Stored items:
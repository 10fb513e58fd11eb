use anyhow::{Context, Result};
use std::fs;
use std::path::PathBuf;

/// `$PORTRAIT_HOME`, else `~/.portrait`.
pub fn portrait_home() -> Result<PathBuf> {
    if let Ok(dir) = std::env::var("PORTRAIT_HOME") {
        if !dir.trim().is_empty() {
            return Ok(PathBuf::from(dir));
        }
    }
    let home = std::env::var("HOME").context("HOME is not set")?;
    Ok(PathBuf::from(home).join(".portrait"))
}

pub fn ensure_portrait_home() -> Result<PathBuf> {
    let dir = portrait_home()?;
    fs::create_dir_all(&dir).with_context(|| format!("create {}", dir.display()))?;
    Ok(dir)
}

/// Raw profiles and derived analysis, one JSON file each.
pub fn cache_dir() -> Result<PathBuf> {
    Ok(ensure_portrait_home()?.join("cache"))
}

/// Default destination for prompts and images.
pub fn output_dir() -> Result<PathBuf> {
    Ok(ensure_portrait_home()?.join("output"))
}
use anyhow::{Context, Result, bail};
use clap::{Parser, Subcommand};
use std::path::{Path, PathBuf};
use std::sync::Arc;
use std::time::Duration;
use tracing::{info, warn};
use tracing_subscriber::EnvFilter;

use portrait_classify::{
    ClassificationCache, ClassifierStrategy, DomainOracle, HeuristicClassifier, OracleOptions, RequestBudget,
    build_classifier,
};
use portrait_core::cache::NoCache;
use portrait_core::domain::{DomainClassifier, DomainTag};
use portrait_core::pipeline::{Artifact, BatchOutcome, Pipeline, PipelineOptions, PortraitReport};
use portrait_core::profile::RawProfile;
use portrait_core::services::{ImageGenerator, StaticSource};
use portrait_core::style::{ArtStyle, Background, Character, Lighting};
use portrait_ingest::{JsonDirCache, ProfileSnapshot, to_raw_profile};

mod auth;
mod config;
mod github;
mod image;
mod llm;
mod options;
mod output;
mod runtime;
mod state;

use config::Config;
use options::PromptArgs;

const VERSION: &str = concat!(env!("CARGO_PKG_VERSION"), " (", env!("PORTRAIT_BUILD_SHA"), ")");

#[derive(Parser, Debug)]
#[command(name = "portrait", version = VERSION, about = "Turn a GitHub profile into image prompts")]
struct Cli {
    /// Debug logging for the portrait crates
    #[arg(long, short, global = true)]
    verbose: bool,

    #[command(subcommand)]
    command: Command,
}

#[derive(Subcommand, Debug)]
enum Command {
    /// Analyze one GitHub user and compose prompts
    Analyze {
        login: String,

        /// Ignore cached profile and analysis
        #[arg(long)]
        force_refresh: bool,

        #[command(flatten)]
        prompt: PromptArgs,
    },

    /// Analyze several users; one failure does not stop the others
    Batch {
        #[arg(required = true)]
        logins: Vec<String>,

        #[arg(long)]
        force_refresh: bool,

        /// Profiles processed at once (default from config)
        #[arg(long)]
        parallelism: Option<usize>,

        #[command(flatten)]
        prompt: PromptArgs,
    },

    /// Compose prompts from a saved profile file, without network access
    Prompt {
        /// Profile JSON: a saved raw profile or a GitHub snapshot
        #[arg(long, value_name = "FILE")]
        profile: PathBuf,

        #[command(flatten)]
        prompt: PromptArgs,
    },

    /// Manage ~/.portrait/config.toml
    Config {
        #[command(subcommand)]
        command: ConfigCommand,
    },

    /// Store API credentials in ~/.portrait/auth.json
    Auth {
        #[command(subcommand)]
        command: AuthCommand,
    },

    /// List every style value and domain tag
    Options,
}

#[derive(Subcommand, Debug)]
enum ConfigCommand {
    /// Write a default config (keeps an existing one)
    Init,
    /// Print the effective config
    Show,
}

#[derive(Subcommand, Debug)]
enum AuthCommand {
    PasteGithubToken,
    PasteAnthropicToken,
    PasteOpenaiApiKey,
}

#[tokio::main]
async fn main() -> Result<()> {
    let cli = Cli::parse();
    init_tracing(cli.verbose);

    match cli.command {
        Command::Analyze {
            login,
            force_refresh,
            prompt,
        } => analyze(&login, force_refresh, &prompt)?,

        Command::Batch {
            logins,
            force_refresh,
            parallelism,
            prompt,
        } => batch(&logins, force_refresh, parallelism, &prompt)?,

        Command::Prompt { profile, prompt } => offline_prompt(&profile, &prompt)?,

        Command::Config { command } => match command {
            ConfigCommand::Init => config::init_config()?,
            ConfigCommand::Show => config::show_config()?,
        },

        Command::Auth { command } => match command {
            AuthCommand::PasteGithubToken => auth::github_paste_token()?,
            AuthCommand::PasteAnthropicToken => auth::anthropic_paste_token()?,
            AuthCommand::PasteOpenaiApiKey => auth::openai_paste_api_key()?,
        },

        Command::Options => print_options(),
    }

    Ok(())
}

fn init_tracing(verbose: bool) {
    let filter = if verbose {
        EnvFilter::new("info,portrait=debug,portrait_core=debug,portrait_classify=debug,portrait_ingest=debug")
    } else {
        EnvFilter::try_from_default_env().unwrap_or_else(|_| EnvFilter::new("info"))
    };
    tracing_subscriber::fmt()
        .with_env_filter(filter)
        .with_writer(std::io::stderr)
        .with_target(false)
        .init();
}

/// Live services shared by every profile of a run.
struct Services {
    source: github::GithubSource,
    classifier: Box<dyn DomainClassifier>,
    cache: JsonDirCache,
    images: Option<image::OpenAiImages>,
}

impl Services {
    fn connect(cfg: &Config, want_images: bool) -> Result<Self> {
        let handle = runtime::current_handle()?;
        let auth = auth::resolve_auth()?;
        if auth.github_token.is_none() {
            warn!("no GitHub token; unauthenticated requests are limited to 60/hour");
        }

        let source = github::GithubSource::new(&cfg.github, auth.github_token.as_deref(), handle.clone())?;

        let mut oracle: Option<Box<dyn DomainOracle>> = None;
        if cfg.classifier.strategy == ClassifierStrategy::Oracle {
            if let Some((llm_cfg, token)) = llm::oracle_config(&cfg.llm, &auth) {
                info!(provider = %cfg.llm.provider, model = %cfg.llm.model, "domain oracle enabled");
                let client = llm::LlmOracle::new(llm_cfg, token, handle.clone())?;
                oracle = Some(Box::new(client));
            }
        }
        let budget = Arc::new(RequestBudget::per_minute(
            cfg.classifier.requests_per_minute,
            cfg.classifier.burst,
        ));
        let classifier = build_classifier(
            cfg.classifier.strategy,
            oracle,
            budget,
            Arc::new(ClassificationCache::new()),
            oracle_options(cfg),
        );

        let images = match (want_images, auth.openai_api_key) {
            (true, Some(key)) => Some(image::OpenAiImages::new(&cfg.image, key, handle)?),
            (true, None) => {
                warn!("image requested but no OpenAI API key; prompts only (run `portrait auth paste-openai-api-key`)");
                None
            }
            (false, _) => None,
        };

        Ok(Self {
            source,
            classifier,
            cache: JsonDirCache::new(state::cache_dir()?),
            images,
        })
    }

    fn pipeline(&self, options: PipelineOptions) -> Pipeline<'_> {
        let pipeline = Pipeline::new(&self.source, self.classifier.as_ref(), &self.cache).with_options(options);
        match &self.images {
            Some(images) => pipeline.with_images(images as &dyn ImageGenerator),
            None => pipeline,
        }
    }
}

fn oracle_options(cfg: &Config) -> OracleOptions {
    OracleOptions {
        readme_char_limit: cfg.classifier.readme_char_limit,
        max_wait: Duration::from_secs(cfg.classifier.max_wait_secs),
        heuristic_fallback: cfg.classifier.heuristic_fallback,
        ..OracleOptions::default()
    }
}

/// Config + flags, validated before any network call.
fn prepare(args: &PromptArgs, force_refresh: bool) -> Result<(Config, PipelineOptions)> {
    let cfg = config::load_config()?;
    let seed = options::choose_seed(&cfg, args);
    let mut opts = options::build_options(&cfg, args, force_refresh, seed)?;
    opts.reference_image = options::read_reference(args)?;
    info!(seed, "variation seed (pass --seed to reproduce)");
    Ok((cfg, opts))
}

fn analyze(login: &str, force_refresh: bool, args: &PromptArgs) -> Result<()> {
    let (cfg, opts) = prepare(args, force_refresh)?;
    let services = Services::connect(&cfg, opts.render_image)?;
    let report = services.pipeline(opts).run(login)?;
    deliver(&report, args)
}

fn batch(logins: &[String], force_refresh: bool, parallelism: Option<usize>, args: &PromptArgs) -> Result<()> {
    let (cfg, opts) = prepare(args, force_refresh)?;
    let services = Services::connect(&cfg, opts.render_image)?;
    let parallelism = parallelism.unwrap_or(cfg.batch.parallelism);

    let outcomes = services.pipeline(opts).run_batch(logins, parallelism);
    let failed = deliver_each(&outcomes, |report| deliver(report, args));

    info!(total = outcomes.len(), failed = failed.len(), "batch finished");
    if !failed.is_empty() {
        bail!("{} of {} profiles failed: {}", failed.len(), outcomes.len(), failed.join(", "));
    }
    Ok(())
}

/// Deliver every successful report, reporting each failure without
/// stopping. Returns the logins that failed either way.
fn deliver_each<'a>(
    outcomes: &'a [BatchOutcome],
    mut deliver: impl FnMut(&PortraitReport) -> Result<()>,
) -> Vec<&'a str> {
    let mut failed = Vec::new();
    for outcome in outcomes {
        let delivered = match &outcome.result {
            Ok(report) => deliver(report),
            Err(e) => Err(anyhow::Error::new(e.clone())),
        };
        if let Err(e) = delivered {
            eprintln!("{}: {e:#}", outcome.login);
            failed.push(outcome.login.as_str());
        }
    }
    failed
}

fn offline_prompt(path: &Path, args: &PromptArgs) -> Result<()> {
    let (cfg, mut opts) = prepare(args, false)?;
    if opts.render_image {
        warn!("`portrait prompt` never calls the image service; ignoring --image");
        opts.render_image = false;
    }

    let profile = read_profile(path, cfg.github.window_days)?;
    let source = StaticSource::default();
    let classifier = HeuristicClassifier::new(cfg.classifier.readme_char_limit);
    let report = Pipeline::new(&source, &classifier, &NoCache)
        .with_options(opts)
        .run_profile(&profile);
    deliver(&report, args)
}

/// A saved `RawProfile`, or a GitHub payload snapshot with a `user` object.
fn read_profile(path: &Path, window_days: u32) -> Result<RawProfile> {
    let raw = std::fs::read_to_string(path).with_context(|| format!("read {}", path.display()))?;
    let value: serde_json::Value =
        serde_json::from_str(&raw).with_context(|| format!("parse {}", path.display()))?;

    if value.get("user").is_some() {
        let snapshot: ProfileSnapshot =
            serde_json::from_value(value).with_context(|| format!("parse snapshot {}", path.display()))?;
        return to_raw_profile(&snapshot, window_days, chrono::Utc::now())
            .with_context(|| format!("convert snapshot {}", path.display()));
    }
    serde_json::from_value(value).with_context(|| format!("parse profile {}", path.display()))
}

fn deliver(report: &PortraitReport, args: &PromptArgs) -> Result<()> {
    output::print_report(report, args.json)?;

    let dir = match (&args.out, &report.artifact) {
        (Some(dir), _) => Some(dir.clone()),
        (None, Artifact::Image { .. }) => Some(state::output_dir()?),
        (None, _) => None,
    };
    if let Some(dir) = dir {
        for path in output::write_outputs(report, &dir)? {
            info!(path = %path.display(), "wrote");
        }
    }
    Ok(())
}

fn print_options() {
    fn section(title: &str, labels: impl Iterator<Item = String>) {
        println!("{title}:");
        for label in labels {
            println!("  {label}");
        }
        println!();
    }

    section("Art styles (--style)", ArtStyle::ALL.iter().map(|v| format!("{v:?}: {v}")));
    section("Characters (--character)", Character::ALL.iter().map(|v| format!("{v:?}: {v}")));
    section("Backgrounds (--background)", Background::ALL.iter().map(|v| format!("{v:?}: {v}")));
    section("Lighting (--lighting)", Lighting::ALL.iter().map(|v| format!("{v:?}: {v}")));
    section("Domains", DomainTag::ALL.iter().map(|d| d.label().to_string()));
}

#[cfg(test)]
mod tests {
    use super::*;
    use portrait_core::error::{PipelineError, SourceError};

    fn outcome(login: &str, ok: bool) -> BatchOutcome {
        let result = if ok {
            let source = StaticSource::default();
            let classifier = HeuristicClassifier::default();
            Ok(Pipeline::new(&source, &classifier, &NoCache).run_profile(&RawProfile::new(login)))
        } else {
            Err(PipelineError::Fetch { login: login.to_string(), source: SourceError::Timeout })
        };
        BatchOutcome { login: login.to_string(), result }
    }

    #[test]
    fn test_delivery_error_does_not_stop_the_batch() {
        let outcomes = vec![outcome("a", true), outcome("b", false), outcome("c", true), outcome("d", true)];
        let mut delivered = Vec::new();
        let failed = deliver_each(&outcomes, |report| {
            if report.login == "a" {
                anyhow::bail!("disk full");
            }
            delivered.push(report.login.clone());
            Ok(())
        });
        assert_eq!(failed, vec!["a", "b"]);
        assert_eq!(delivered, vec!["c".to_string(), "d".to_string()]);
    }
}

EXERCISE: Whenever a line in the entries above includes the word "bool", pull that line out.

EXERCISE SOLUTION:
    verbose: bool,
        force_refresh: bool,
        force_refresh: bool,
fn init_tracing(verbose: bool) {
    fn connect(cfg: &Config, want_images: bool) -> Result<Self> {
fn prepare(args: &PromptArgs, force_refresh: bool) -> Result<(Config, PipelineOptions)> {
fn analyze(login: &str, force_refresh: bool, args: &PromptArgs) -> Result<()> {
fn batch(logins: &[String], force_refresh: bool, parallelism: Option<usize>, args: &PromptArgs) -> Result<()> {
    fn outcome(login: &str, ok: bool) -> BatchOutcome {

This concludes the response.